» **TASK BRIEF**: Your answer should hold each line of the material that contains the word "None".

» **DATA SUPPLIED**:

--

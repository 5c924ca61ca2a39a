pub mod logging;

pub mod config;
pub mod discord_helpers;
pub mod error;
pub mod host;
pub mod menus;

pub use error::{MenuError, MenuResult};
pub use host::{MenuHost, MessageHandle, ReactionEvent, ReactionFilter};
pub use menus::{
    ColorSelector, ColourSelector, Confirm, MenuContext, MenuOptions, NumericSelector,
    OptionSelector, ReactionMenu, ScrollablePager,
};
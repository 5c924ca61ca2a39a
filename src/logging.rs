#[doc(hidden)]
pub use better_term::{Color, Style};

#[doc(hidden)]
pub fn stamp() -> String {
    chrono::Local::now().format("%H:%M:%S").to_string()
}

#[macro_export]
macro_rules! say {
    ($($arg:tt)*) => {
        println!(
            "{}[{}] {}> {}{}",
            $crate::logging::Color::BrightBlack,
            $crate::logging::stamp(),
            $crate::logging::Color::BrightWhite,
            format!($($arg)*),
            $crate::logging::Style::reset()
        )
    };
}

#[macro_export]
macro_rules! yay {
    ($($arg:tt)*) => {
        println!(
            "{}[{}] {}+ {}{}",
            $crate::logging::Color::BrightBlack,
            $crate::logging::stamp(),
            $crate::logging::Color::BrightGreen,
            format!($($arg)*),
            $crate::logging::Style::reset()
        )
    };
}

#[macro_export]
macro_rules! hey {
    ($($arg:tt)*) => {
        println!(
            "{}[{}] {}! {}{}",
            $crate::logging::Color::BrightBlack,
            $crate::logging::stamp(),
            $crate::logging::Color::BrightYellow,
            format!($($arg)*),
            $crate::logging::Style::reset()
        )
    };
}

#[macro_export]
macro_rules! nay {
    ($($arg:tt)*) => {
        eprintln!(
            "{}[{}] {}x {}{}",
            $crate::logging::Color::BrightBlack,
            $crate::logging::stamp(),
            $crate::logging::Color::BrightRed,
            format!($($arg)*),
            $crate::logging::Style::reset()
        )
    };
}
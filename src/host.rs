use std::collections::HashSet;

use serenity::all::{ChannelId, CreateEmbed, MessageId, Reaction, UserId};
use serenity::async_trait;
use serenity::futures::stream::BoxStream;

use crate::error::MenuResult;

#[derive(Debug, Clone, Copy, PartialEq, Eq, Hash)]
pub struct MessageHandle {
    pub channel_id: ChannelId,
    pub message_id: MessageId,
}

#[derive(Debug, Clone, PartialEq, Eq)]
pub struct ReactionEvent {
    pub channel_id: ChannelId,
    pub message_id: MessageId,
    pub user_id: UserId,
    pub user_is_bot: bool,
    pub emoji: String,
}

impl ReactionEvent {
    /// Reactions without a user cannot be attributed and yield `None`.
    pub fn from_reaction(reaction: &Reaction) -> Option<Self> {
        let user_id = reaction.user_id?;
        Some(Self {
            channel_id: reaction.channel_id,
            message_id: reaction.message_id,
            user_id,
            user_is_bot: reaction.member.as_ref().map_or(false, |m| m.user.bot),
            emoji: reaction.emoji.to_string(),
        })
    }
}

#[derive(Debug, Clone)]
pub struct ReactionFilter {
    pub message_id: MessageId,
    pub symbols: HashSet<String>,
    pub bot_id: UserId,
    /// `None` lets anyone interact.
    pub author_id: Option<UserId>,
}

impl ReactionFilter {
    pub fn matches(&self, event: &ReactionEvent) -> bool {
        if event.message_id != self.message_id || !self.symbols.contains(&event.emoji) {
            return false;
        }
        if event.user_is_bot || event.user_id == self.bot_id {
            return false;
        }
        self.author_id.map_or(true, |author| author == event.user_id)
    }
}

/// Dropping the stream unsubscribes.
pub type ReactionStream = BoxStream<'static, ReactionEvent>;

pub type MessagePredicate<'a> = &'a (dyn Fn(MessageId) -> bool + Send + Sync);

#[async_trait]
pub trait MenuHost: Send + Sync {
    fn bot_id(&self) -> UserId;

    async fn send(&self, channel_id: ChannelId, embed: CreateEmbed) -> MenuResult<MessageHandle>;

    async fn edit(&self, message: MessageHandle, embed: CreateEmbed) -> MenuResult<()>;

    async fn add_reaction(&self, message: MessageHandle, symbol: &str) -> MenuResult<()>;

    async fn remove_reaction(
        &self,
        message: MessageHandle,
        symbol: &str,
        user_id: UserId,
    ) -> MenuResult<()>;

    /// Deletes up to 100 messages from one channel in a single request.
    async fn delete_messages(&self, channel_id: ChannelId, messages: &[MessageId])
        -> MenuResult<()>;

    /// Returns how many messages went.
    async fn delete_messages_matching(
        &self,
        channel_id: ChannelId,
        after: MessageId,
        predicate: MessagePredicate<'_>,
    ) -> MenuResult<usize>;

    fn subscribe(&self, filter: ReactionFilter) -> ReactionStream;
}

--

» **ANSWER**:
    /// Reactions without a user cannot be attributed and yield `None`.
    /// `None` lets anyone interact.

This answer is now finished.